Re: Spark Job on YARN Hogging the entire Cluster resource

Prabhu Joseph Wed, 24 Feb 2016 22:37:39 -0800

YARN-2026 has fixed the issue.

On Thu, Feb 25, 2016 at 4:17 AM, Prabhu Joseph <prabhujose.ga...@gmail.com>
wrote:


> You are right, Hamel. It should get 10 TB /2. And In hadoop-2.7.0, it is
> working fine. But in hadoop-2.5.1, it gets only 10TB/230. The same
> configuration used in both versions.
> So i think a JIRA could have fixed the issue after hadoop-2.5.1.
>
> On Thu, Feb 25, 2016 at 1:28 AM, Hamel Kothari <hamelkoth...@gmail.com>
> wrote:
>
>> The instantaneous fair share is what Queue B should get according to the
>> code (and my experience). Assuming your queues are all equal it would be
>> 10TB/2.
>>
>> I can't help much more unless I can see your config files and ideally
>> also the YARN Scheduler UI to get an idea of what your queues/actual
>> resource usage is like. Logs from each of your Spark applications would
>> also be useful. Basically the more info the better.
>>
>> On Wed, Feb 24, 2016 at 2:52 PM Prabhu Joseph <prabhujose.ga...@gmail.com>
>> wrote:
>>
>>> Hi Hamel,
>>>
>>>     Thanks for looking into the issue. What i am not understanding is,
>>> after preemption what is the share that the second queue gets in case if
>>> the first queue holds the entire cluster resource without releasing, is it
>>> instantaneous fair share or fair share.
>>>
>>>      Queue A and B are there (total 230 queues), total cluster resource
>>> is 10TB, 3000 cores. If a job submitted into queue A, it will get 10TB,
>>> 3000 cores and it is not releasing any resource. Now if a second job
>>> submitted into queue B, so preemption definitely will happen, but what is
>>> the share queue B will get after preemption. *Is it  <10 TB , 3000> / 2
>>> or <10TB,3000> / 230*
>>>
>>> We find, after preemption queue B gets only <10TB,3000> / 230, because
>>> the first job is holding the resource. In case if first job releases the
>>> resource, the second queue will get <10TB,3000> /2 based on higher priority
>>> and reservation.
>>>
>>> The question is how much preemption tries to preempt the queue A if it
>>> holds the entire resource without releasing? Could not able to share the
>>> actual configuration, but the answer to the question here will help us.
>>>
>>>
>>> Thanks,
>>> Prabhu Joseph
>>>
>>>
>>>
>>>
>>> On Wed, Feb 24, 2016 at 10:03 PM, Hamel Kothari <hamelkoth...@gmail.com>
>>> wrote:
>>>
>>>> If all queues are identical, this behavior should not be happening.

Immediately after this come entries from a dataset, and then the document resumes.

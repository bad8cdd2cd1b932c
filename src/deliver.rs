//! 投递模块 - 把 payload POST 到渲染端
//!
//! 同一时刻只有一个投递在进行，所以请求必须有超时，否则一个卡住的目标会冻结整个队列。
//!
//! 证书校验默认放宽（`accept_invalid_certs`）：渲染端是局域网内用户自己控制的设备，
//! 通常使用自签名证书。这是有意的信任决定，严格部署可以在设置里关闭。

use async_trait::async_trait;
use reqwest::Url;
use tracing::{debug, info};

use crate::config::NotifierConfig;
use crate::error::{DispatchError, Result};
use crate::http::{ClientCache, ClientOptions};
use crate::payload::CanonicalPayload;

/// 投递器 trait
#[async_trait]
pub trait Deliver: Send + Sync {
    /// 投递器名称（用于日志）
    fn name(&self) -> &str;

    /// 投递一个 payload，任何 2xx 视为成功
    async fn send(&self, payload: &CanonicalPayload, config: &NotifierConfig) -> Result<()>;
}

/// HTTP 投递器
#[derive(Debug, Default)]
pub struct HttpDeliverer {
    clients: ClientCache,
}

impl HttpDeliverer {
    pub fn new() -> Self {
        Self::default()
    }
}

#[async_trait]
impl Deliver for HttpDeliverer {
    fn name(&self) -> &str {
        "http"
    }

    async fn send(&self, payload: &CanonicalPayload, config: &NotifierConfig) -> Result<()> {
        // 每次投递时检查，配置可能在构造之后才补上
        let url = parse_destination(config)?;

        let client = self.clients.get(ClientOptions {
            timeout: config.request_timeout(),
            accept_invalid_certs: config.accept_invalid_certs,
        })?;

        debug!(
            url = %url,
            payload = %payload.summary(),
            "Sending notification to renderer"
        );

        let start = std::time::Instant::now();
        let response = client.post(url.clone()).json(&payload.body()).send().await?;
        let status = response.status();

        if status.is_success() {
            info!(
                url = %url,
                status = status.as_u16(),
                elapsed_ms = start.elapsed().as_millis() as u64,
                "Notification sent"
            );
            Ok(())
        } else {
            let body = response.text().await.unwrap_or_default();
            Err(DispatchError::Status {
                status: status.as_u16(),
                body,
            })
        }
    }
}

/// 解析目标地址：必须是绝对的 http/https URL
pub fn parse_destination(config: &NotifierConfig) -> Result<Url> {
    let raw = config.destination().ok_or_else(|| {
        DispatchError::Configuration("server url is not configured".to_string())
    })?;

    let url = Url::parse(raw).map_err(|e| {
        DispatchError::Configuration(format!("invalid server url '{}': {}", raw, e))
    })?;

    match url.scheme() {
        "http" | "https" => Ok(url),
        scheme => Err(DispatchError::Configuration(format!(
            "unsupported server url scheme '{}'",
            scheme
        ))),
    }
}

#[cfg(test)]
mod tests {
    use super::*;
    use crate::payload::{build_payload, NotifierOptions};

    #[tokio::test]
    async fn test_blank_destination_is_configuration_error() {
        let deliverer = HttpDeliverer::new();
        let config = NotifierConfig::default().with_server_url("  \t ");
        let payload = build_payload("Title", &NotifierOptions::new(), None, None, &config);

        let err = deliverer.send(&payload, &config).await.unwrap_err();
        assert!(matches!(err, DispatchError::Configuration(_)));
    }

    #[tokio::test]
    async fn test_invalid_destination_is_configuration_error() {
        let deliverer = HttpDeliverer::new();

        for url in ["not a url", "ftp://tv.local/notify", "/notify"] {
            let config = NotifierConfig::default().with_server_url(url);
            let payload = build_payload("Title", &NotifierOptions::new(), None, None, &config);

            let err = deliverer.send(&payload, &config).await.unwrap_err();
            assert!(
                matches!(err, DispatchError::Configuration(_)),
                "{url}: {err}"
            );
        }
    }

    #[test]
    fn test_parse_destination_trims_and_accepts_http() {
        let config = NotifierConfig::default().with_server_url("  https://tv.local:5001/notify \n");
        let url = parse_destination(&config).unwrap();
        assert_eq!(url.as_str(), "https://tv.local:5001/notify");
    }

    #[test]
    fn test_deliverer_name() {
        assert_eq!(HttpDeliverer::new().name(), "http");
    }
}
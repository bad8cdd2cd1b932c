//! CLI 命令处理

pub mod output;
pub mod pipe;
pub mod send;
pub mod settings;

pub use output::*;
pub use pipe::*;
pub use send::*;
pub use settings::*;

use serde_json::Value;
use std::path::PathBuf;

use crate::config::SettingsFile;

/// 命令行指定路径优先，否则使用默认位置
pub fn open_settings(path: Option<PathBuf>) -> SettingsFile {
    match path {
        Some(path) => SettingsFile::new(path),
        None => SettingsFile::default_location(),
    }
}

/// 命令行值：能解析为 JSON 就按 JSON，否则按字符串
pub fn parse_value(raw: &str) -> Value {
    serde_json::from_str(raw).unwrap_or_else(|_| Value::String(raw.to_string()))
}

>>>> Preemption as designed in fair scheduler (IIRC) takes place based on the
>>>> instantaneous fair share, not the steady state fair share. The fair
>>>> scheduler docs
>>>> <https://hadoop.apache.org/docs/r2.7.1/hadoop-yarn/hadoop-yarn-site/FairScheduler.html>
>>>> aren't super helpful on this but it does say in the Monitoring section that
>>>> preemption won't take place if you're less than your instantaneous fair
>>>> share (which might imply that it would occur if you were over your inst.

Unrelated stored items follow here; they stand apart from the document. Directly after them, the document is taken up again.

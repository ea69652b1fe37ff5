// ─────────────────────────────────────────────────────────────────────
// SCPN Fusion Core — Expression Evaluator
// © 1998–2026 Miroslav Šotek. All rights reserved.
// Contact: www.anulum.li | protoscience@anulum.li
// ORCID: https://orcid.org/0009-0009-3560-0851
// License: GNU AGPL v3 | Commercial licensing available
// ─────────────────────────────────────────────────────────────────────
//! Scalar math expressions over named variables.
//!
//! Grammar, lowest precedence first:
//!
//! ```text
//! sum     := product (("+" | "-") product)*
//! product := unary (("*" | "/") unary)*
//! unary   := ("-" | "+") unary | power
//! power   := primary ("^" unary)?          // right-associative
//! primary := number | name | name "(" args ")" | "(" sum ")"
//! ```
//!
//! Names resolve to bound variables first, then to the constants `pi`
//! and `e`. Functions: `sin cos tan asin acos atan sinh cosh tanh exp
//! ln log log10 sqrt abs floor ceil` (one argument) and
//! `pow min max atan2` (two arguments). `log` is the natural logarithm.
//!
//! Sources are limited to [`MAX_TOKENS`] tokens and [`MAX_NESTING`] levels
//! of signs, parentheses and exponents.

use fusion_types::error::{FusionError, FusionResult};
use logos::Logos;
use std::ops::Range;

/// Longest accepted token stream. Also bounds the depth of the parsed tree.
pub const MAX_TOKENS: usize = 2048;

/// Deepest accepted nesting of unary signs, parentheses and exponents.
pub const MAX_NESTING: usize = 128;

/// Callable produced by an [`ExpressionCompiler`]. Takes one value per
/// bound variable, in binding order.
pub type CompiledFn = Box<dyn Fn(&[f64]) -> FusionResult<f64> + Send + Sync>;

/// Compiles a textual expression with a list of variable names into a
/// real-valued function.
pub trait ExpressionCompiler {
    fn compile(&self, source: &str, variables: &[&str]) -> FusionResult<CompiledFn>;
}

/// Compiler backed by [`Expression`].
#[derive(Debug, Clone, Copy, Default)]
pub struct StandardCompiler;

impl ExpressionCompiler for StandardCompiler {
    fn compile(&self, source: &str, variables: &[&str]) -> FusionResult<CompiledFn> {
        let expr = Expression::parse(source, variables)?;
        tracing::debug!(expression = source, ?variables, "compiled expression");
        Ok(Box::new(move |values: &[f64]| expr.eval(values)))
    }
}

#[derive(Logos, Debug, Clone, PartialEq)]
#[logos(skip r"[ \t\r\n]+")]
enum Token {
    #[regex(r"[0-9]+(\.[0-9]*)?([eE][+-]?[0-9]+)?", |lex| lex.slice().parse::<f64>().ok())]
    #[regex(r"\.[0-9]+([eE][+-]?[0-9]+)?", |lex| lex.slice().parse::<f64>().ok())]
    Number(f64),

    #[regex(r"[a-zA-Z_][a-zA-Z0-9_]*", |lex| lex.slice().to_string())]
    Name(String),

    #[token("+")]
    Plus,
    #[token("-")]
    Minus,
    #[token("*")]
    Star,
    #[token("/")]
    Slash,
    #[token("^")]
    Caret,
    #[token("(")]
    LParen,
    #[token(")")]
    RParen,
    #[token(",")]
    Comma,
}

#[derive(Debug, Clone, Copy, PartialEq, Eq)]
enum BinOp {
    Add,
    Sub,
    Mul,
    Div,
    Pow,
}

#[derive(Debug, Clone, Copy, PartialEq, Eq)]
enum Func {
    Sin,
    Cos,
    Tan,
    Asin,
    Acos,
    Atan,
    Sinh,
    Cosh,
    Tanh,
    Exp,
    Ln,
    Log10,
    Sqrt,
    Abs,
    Floor,
    Ceil,
    Pow,
    Min,
    Max,
    Atan2,
}

impl Func {
    fn lookup(name: &str) -> Option<Self> {
        let func = match name {
            "sin" => Func::Sin,
            "cos" => Func::Cos,
            "tan" => Func::Tan,
            "asin" => Func::Asin,
            "acos" => Func::Acos,
            "atan" => Func::Atan,
            "sinh" => Func::Sinh,
            "cosh" => Func::Cosh,
            "tanh" => Func::Tanh,
            "exp" => Func::Exp,
            "ln" | "log" => Func::Ln,
            "log10" => Func::Log10,
            "sqrt" => Func::Sqrt,
            "abs" => Func::Abs,
            "floor" => Func::Floor,
            "ceil" => Func::Ceil,
            "pow" => Func::Pow,
            "min" => Func::Min,
            "max" => Func::Max,
            "atan2" => Func::Atan2,
            _ => return None,
        };
        Some(func)
    }

    fn arity(self) -> usize {
        match self {
            Func::Pow | Func::Min | Func::Max | Func::Atan2 => 2,
            _ => 1,
        }
    }

    fn apply(self, args: &[f64]) -> f64 {
        let x = args[0];
        match self {
            Func::Sin => x.sin(),
            Func::Cos => x.cos(),
            Func::Tan => x.tan(),
            Func::Asin => x.asin(),
            Func::Acos => x.acos(),
            Func::Atan => x.atan(),
            Func::Sinh => x.sinh(),
            Func::Cosh => x.cosh(),
            Func::Tanh => x.tanh(),
            Func::Exp => x.exp(),
            Func::Ln => x.ln(),
            Func::Log10 => x.log10(),
            Func::Sqrt => x.sqrt(),
            Func::Abs => x.abs(),
            Func::Floor => x.floor(),
            Func::Ceil => x.ceil(),
            Func::Pow => x.powf(args[1]),
            Func::Min => x.min(args[1]),
            Func::Max => x.max(args[1]),
            Func::Atan2 => x.atan2(args[1]),
        }
    }
}

#[derive(Debug, Clone, PartialEq)]
enum Node {
    Const(f64),
    Var(usize),
    Neg(Box<Node>),
    Binary(BinOp, Box<Node>, Box<Node>),
    Call(Func, Vec<Node>),
}

impl Node {
    fn eval(&self, values: &[f64]) -> f64 {
        match self {
            Node::Const(v) => *v,
            Node::Var(slot) => values[*slot],
            Node::Neg(inner) => -inner.eval(values),
            Node::Binary(op, lhs, rhs) => {
                let a = lhs.eval(values);
                let b = rhs.eval(values);
                match op {
                    BinOp::Add => a + b,
                    BinOp::Sub => a - b,
                    BinOp::Mul => a * b,
                    BinOp::Div => a / b,
                    BinOp::Pow => a.powf(b),
                }
            }
            Node::Call(func, args) => {
                let mut evaluated = [0.0; 2];
                for (slot, arg) in evaluated.iter_mut().zip(args) {
                    *slot = arg.eval(values);
                }
                func.apply(&evaluated[..args.len()])
            }
        }
    }
}

/// Parsed expression bound to an ordered list of variable names.
#[derive(Debug, Clone, PartialEq)]
pub struct Expression {
    source: String,
    variables: Vec<String>,
    root: Node,
}

impl Expression {
    /// Parse `source` with `variables` bound in the given order.
    pub fn parse(source: &str, variables: &[&str]) -> FusionResult<Self> {
        let compile_error = |message: String| FusionError::ExpressionCompile {
            expression: source.to_string(),
            message,
        };

        for (i, name) in variables.iter().enumerate() {
            if !is_identifier(name) {
                return Err(compile_error(format!("invalid variable name '{name}'")));
            }
            if Func::lookup(name).is_some() {
                return Err(compile_error(format!(
                    "variable '{name}' shadows a built-in function"
                )));
            }
            if variables[..i].contains(name) {
                return Err(compile_error(format!("variable '{name}' bound twice")));
            }
        }

        let mut tokens = Vec::new();
        for (token, span) in Token::lexer(source).spanned() {
            match token {
                Ok(_) if tokens.len() == MAX_TOKENS => {
                    return Err(compile_error(format!(
                        "expression longer than {MAX_TOKENS} tokens"
                    )))
                }
                Ok(token) => tokens.push((token, span)),
                Err(()) => {
                    return Err(compile_error(format!(
                        "unexpected character(s) '{}' at {}",
                        &source[span.clone()],
                        span.start
                    )))
                }
            }
        }
        if tokens.is_empty() {
            return Err(compile_error("empty expression".to_string()));
        }

        let mut parser = Parser {
            tokens: &tokens,
            pos: 0,
            variables,
            end: source.len(),
            depth: 0,
        };
        let root = parser.sum().map_err(compile_error)?;
        if let Some((token, span)) = parser.peek_spanned() {
            return Err(compile_error(format!(
                "unexpected {token:?} at {}",
                span.start
            )));
        }

        Ok(Expression {
            source: source.to_string(),
            variables: variables.iter().map(|v| v.to_string()).collect(),
            root,
        })
    }

    pub fn source(&self) -> &str {
        &self.source
    }

    pub fn variables(&self) -> &[String] {
        &self.variables
    }

    /// Evaluate with one value per bound variable. Non-finite results are
    /// errors.
    pub fn eval(&self, values: &[f64]) -> FusionResult<f64> {
        if values.len() != self.variables.len() {
            return Err(FusionError::ExpressionEval {
                expression: self.source.clone(),
                message: format!(
                    "expected {} value(s), got {}",
                    self.variables.len(),
                    values.len()
                ),
            });
        }
        let result = self.root.eval(values);
        if !result.is_finite() {
            let bindings = self
                .variables
                .iter()
                .zip(values)
                .map(|(name, v)| format!("{name}={v}"))
                .collect::<Vec<_>>()
                .join(", ");
            return Err(FusionError::ExpressionEval {
                expression: self.source.clone(),
                message: format!("non-finite result {result} at {bindings}"),
            });
        }
        Ok(result)
    }
}

fn is_identifier(name: &str) -> bool {
    let mut chars = name.chars();
    match chars.next() {
        Some(c) if c.is_ascii_alphabetic() || c == '_' => {}
        _ => return false,
    }
    chars.all(|c| c.is_ascii_alphanumeric() || c == '_')
}

struct Parser<'a> {
    tokens: &'a [(Token, Range<usize>)],
    pos: usize,
    variables: &'a [&'a str],
    end: usize,
    depth: usize,
}

type ParseResult = Result<Node, String>;

impl<'a> Parser<'a> {
    fn peek(&self) -> Option<&'a Token> {
        self.tokens.get(self.pos).map(|(t, _)| t)
    }

    fn peek_spanned(&self) -> Option<&'a (Token, Range<usize>)> {
        self.tokens.get(self.pos)
    }

    fn advance(&mut self) -> Option<&'a Token> {
        let token = self.tokens.get(self.pos).map(|(t, _)| t);
        self.pos += 1;
        token
    }

    fn offset(&self) -> usize {
        self.tokens
            .get(self.pos)
            .map(|(_, span)| span.start)
            .unwrap_or(self.end)
    }

    fn expect(&mut self, want: Token, what: &str) -> Result<(), String> {
        match self.peek() {
            Some(token) if *token == want => {
                self.pos += 1;
                Ok(())
            }
            Some(token) => Err(format!("expected {what}, found {token:?} at {}", self.offset())),
            None => Err(format!("expected {what}, found end of input")),
        }
    }

    fn sum(&mut self) -> ParseResult {
        let mut lhs = self.product()?;
        loop {
            let op = match self.peek() {
                Some(Token::Plus) => BinOp::Add,
                Some(Token::Minus) => BinOp::Sub,
                _ => return Ok(lhs),
            };
            self.pos += 1;
            let rhs = self.product()?;
            lhs = Node::Binary(op, Box::new(lhs), Box::new(rhs));
        }
    }

    fn product(&mut self) -> ParseResult {
        let mut lhs = self.unary()?;
        loop {
            let op = match self.peek() {
                Some(Token::Star) => BinOp::Mul,
                Some(Token::Slash) => BinOp::Div,
                _ => return Ok(lhs),
            };
            self.pos += 1;
            let rhs = self.unary()?;
            lhs = Node::Binary(op, Box::new(lhs), Box::new(rhs));
        }
    }

    /// Every nested construct re-enters here, so this is where depth is
    /// counted.
    fn unary(&mut self) -> ParseResult {
        if self.depth == MAX_NESTING {
            return Err(format!(
                "nesting deeper than {MAX_NESTING} levels at {}",
                self.offset()
            ));
        }
        self.depth += 1;
        let node = self.signed();
        self.depth -= 1;
        node
    }

    fn signed(&mut self) -> ParseResult {
        match self.peek() {
            Some(Token::Minus) => {
                self.pos += 1;
                Ok(Node::Neg(Box::new(self.unary()?)))
            }
            Some(Token::Plus) => {
                self.pos += 1;
                self.unary()
            }
            _ => self.power(),
        }
    }

    fn power(&mut self) -> ParseResult {
        let base = self.primary()?;
        if self.peek() == Some(&Token::Caret) {
            self.pos += 1;
            let exponent = self.unary()?;
            return Ok(Node::Binary(BinOp::Pow, Box::new(base), Box::new(exponent)));
        }
        Ok(base)
    }

    fn primary(&mut self) -> ParseResult {
        let offset = self.offset();
        match self.advance() {
            Some(Token::Number(v)) => Ok(Node::Const(*v)),
            Some(Token::LParen) => {
                let inner = self.sum()?;
                self.expect(Token::RParen, "')'")?;
                Ok(inner)
            }
            Some(Token::Name(name)) => {
                if self.peek() == Some(&Token::LParen) {
                    self.pos += 1;
                    return self.call(name, offset);
                }
                if let Some(slot) = self.variables.iter().position(|v| v == name) {
                    return Ok(Node::Var(slot));
                }
                match name.as_str() {
                    "pi" => Ok(Node::Const(std::f64::consts::PI)),
                    "e" => Ok(Node::Const(std::f64::consts::E)),
                    _ => Err(format!("unknown name '{name}' at {offset}")),
                }
            }
            Some(token) => Err(format!("unexpected {token:?} at {offset}")),
            None => Err("unexpected end of input".to_string()),
        }
    }

    fn call(&mut self, name: &str, offset: usize) -> ParseResult {
        let func = Func::lookup(name).ok_or_else(|| format!("unknown function '{name}' at {offset}"))?;
        let mut args = Vec::with_capacity(func.arity());
        if self.peek() != Some(&Token::RParen) {
            args.push(self.sum()?);
            while self.peek() == Some(&Token::Comma) {
                self.pos += 1;
                args.push(self.sum()?);
            }
        }
        self.expect(Token::RParen, "')'")?;
        if args.len() != func.arity() {
            return Err(format!(
                "function '{name}' takes {} argument(s), got {}",
                func.arity(),
                args.len()
            ));
        }
        Ok(Node::Call(func, args))
    }
}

>>>> fair share and someone had requested resources). The code for
>>>> FairScheduler.resToPreempt
>>>> <http://grepcode.com/file/repo1.maven.org/maven2/org.apache.hadoop/hadoop-yarn-server-resourcemanager/2.7.1/org/apache/hadoop/yarn/server/resourcemanager/scheduler/fair/FairScheduler.java#FairScheduler.resToPreempt%28org.apache.hadoop.yarn.server.resourcemanager.scheduler.fair.FSLeafQueue%2Clong%29>
>>>> also seems to use getFairShare rather than getSteadyFairShare() for
>>>> preemption so that would imply that it is using instantaneous fair share
>>>> rather than steady state.
>>>>
>>>> Could you share your YARN site/fair-scheduler and Spark configurations?

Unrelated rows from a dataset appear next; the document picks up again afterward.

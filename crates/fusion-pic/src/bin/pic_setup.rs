// ─────────────────────────────────────────────────────────────────────
// SCPN Fusion Core — PIC Setup Command
// © 1998–2026 Miroslav Šotek. All rights reserved.
// Contact: www.anulum.li | protoscience@anulum.li
// ORCID: https://orcid.org/0009-0009-3560-0851
// License: GNU AGPL v3 | Commercial licensing available
// ─────────────────────────────────────────────────────────────────────
//! Validate a PIC input deck and build its grid without running the solver.

use clap::Parser;
use fusion_math::expr::StandardCompiler;
use fusion_pic::simulation::{ProcessRole, Simulation};
use fusion_types::config::ParameterTable;
use fusion_types::error::{FusionError, FusionResult};
use fusion_types::grid::NDIM;
use serde_json::json;
use std::path::PathBuf;
use std::process::ExitCode;
use tracing_subscriber::{fmt, EnvFilter};

const EXIT_USAGE: u8 = 80;
const EXIT_INPUT_FILE: u8 = 82;
const EXIT_INPUT_VAR: u8 = 83;
const EXIT_SETUP: u8 = 84;

#[derive(Parser, Debug)]
#[command(name = "pic-setup", version)]
#[command(about = "Validate a PIC input deck and build its non-uniform grid")]
struct Cli {
    /// Input deck (JSON)
    #[arg(short, long)]
    input: PathBuf,

    /// Rank of this process
    #[arg(long, default_value_t = 0)]
    rank: usize,

    /// Number of participating processes
    #[arg(long, default_value_t = 1)]
    size: usize,

    /// Print the cell widths of every dimension as JSON on stdout
    #[arg(long)]
    json: bool,
}

fn init_logging() {
    let filter = EnvFilter::try_from_default_env().unwrap_or_else(|_| EnvFilter::new("info"));
    fmt()
        .with_env_filter(filter)
        .with_target(false)
        .with_writer(std::io::stderr)
        .init();
}

fn exit_code(err: &FusionError) -> u8 {
    match err {
        FusionError::Io(_) | FusionError::Json(_) => EXIT_INPUT_FILE,
        FusionError::MissingParameter { .. }
        | FusionError::ParameterType { .. }
        | FusionError::ConfigError(_) => EXIT_INPUT_VAR,
        _ => EXIT_SETUP,
    }
}

fn load(cli: &Cli, role: &ProcessRole) -> FusionResult<ParameterTable> {
    let path = cli.input.to_string_lossy();
    ParameterTable::from_file(&path).inspect_err(|err| {
        if role.is_coordinator() {
            tracing::error!("Cannot read input deck {path}: {err}");
        }
    })
}

/// Validate `--rank`/`--size`. Only the would-be coordinator (rank 0)
/// reports a rejection.
fn resolve_role(rank: usize, size: usize) -> Result<ProcessRole, u8> {
    ProcessRole::new(rank, size).map_err(|err| {
        if rank == 0 {
            tracing::error!("{err}");
        }
        EXIT_USAGE
    })
}

fn run(cli: &Cli, role: ProcessRole) -> FusionResult<()> {
    if role.is_coordinator() {
        tracing::info!(
            version = env!("CARGO_PKG_VERSION"),
            processes = role.size(),
            "SCPN PIC setup"
        );
    }
    let table = load(cli, &role)?;
    let sim = Simulation::setup(&table, role, &StandardCompiler)?;

    if cli.json && role.is_coordinator() {
        let grid = sim.grid();
        let axes: Vec<_> = (0..NDIM)
            .map(|dim| {
                json!({
                    "lower": grid.bounds(dim).0,
                    "upper": grid.bounds(dim).1,
                    "deltas": grid.deltas(dim).to_vec(),
                })
            })
            .collect();
        let dump = json!({
            "report": grid.report(),
            "axes": axes,
        });
        println!("{}", serde_json::to_string_pretty(&dump)?);
    }
    Ok(())
}

fn main() -> ExitCode {
    init_logging();
    let cli = Cli::parse();

    let role = match resolve_role(cli.rank, cli.size) {
        Ok(role) => role,
        Err(code) => return ExitCode::from(code),
    };

    match run(&cli, role) {
        Ok(()) => ExitCode::SUCCESS,
        Err(err) => ExitCode::from(exit_code(&err)),
    }
}

#[cfg(test)]
mod tests {
    use super::*;
    use std::io::Write;
    use std::sync::{Arc, Mutex};

    #[test]
    fn test_exit_codes() {
        let io = FusionError::Io(std::io::Error::new(std::io::ErrorKind::NotFound, "gone"));
        assert_eq!(exit_code(&io), EXIT_INPUT_FILE);
        let missing = FusionError::MissingParameter {
            section: "grid".into(),
            key: "ngrid".into(),
        };
        assert_eq!(exit_code(&missing), EXIT_INPUT_VAR);
        let bad = FusionError::InvalidBounds {
            dim: 0,
            lower: 1.0,
            upper: 0.0,
        };
        assert_eq!(exit_code(&bad), EXIT_SETUP);
    }

    #[derive(Clone, Default)]
    struct Captured(Arc<Mutex<Vec<u8>>>);

    impl Write for Captured {
        fn write(&mut self, buf: &[u8]) -> std::io::Result<usize> {
            self.0.lock().unwrap().extend_from_slice(buf);
            Ok(buf.len())
        }

        fn flush(&mut self) -> std::io::Result<()> {
            Ok(())
        }
    }

    fn logged_while(f: impl FnOnce()) -> String {
        let captured = Captured::default();
        let writer = captured.clone();
        let subscriber = fmt()
            .with_writer(move || writer.clone())
            .with_ansi(false)
            .finish();
        tracing::subscriber::with_default(subscriber, f);
        let bytes = captured.0.lock().unwrap().clone();
        String::from_utf8(bytes).unwrap()
    }

    #[test]
    fn test_bad_role_reported_by_rank_zero_only() {
        let log = logged_while(|| {
            assert_eq!(resolve_role(5, 2).unwrap_err(), EXIT_USAGE);
        });
        assert!(log.is_empty(), "{log}");

        let log = logged_while(|| {
            assert_eq!(resolve_role(0, 0).unwrap_err(), EXIT_USAGE);
        });
        assert!(log.contains("Process count"), "{log}");

        assert_eq!(resolve_role(1, 2).unwrap(), ProcessRole::new(1, 2).unwrap());
    }

    #[test]
    fn test_cli_parses() {
        let cli = Cli::try_parse_from(["pic-setup", "-i", "deck.json", "--rank", "1", "--size", "2"])
            .unwrap();
        assert_eq!(cli.input, PathBuf::from("deck.json"));
        assert_eq!(cli.rank, 1);
        assert_eq!(cli.size, 2);
        assert!(!cli.json);
        assert!(Cli::try_parse_from(["pic-setup"]).is_err());
    }
}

>>>> Could you also share the YARN Scheduler UI (specifically the top of of the
>>>> RM which shows how many resources are in use)?
>>>>
>>>> Since it's not likely due to steady state fair share, some other
>>>> possible reasons why this might be taking place (this is not remotely
>>>> conclusive but with no information this is what comes to mind):
>>>> - You're not reaching
>>>> yarn.scheduler.fair.preemption.cluster-utilization-threshold. Perhaps
>>>> due to core/memory ratio inconsistency with the cluster.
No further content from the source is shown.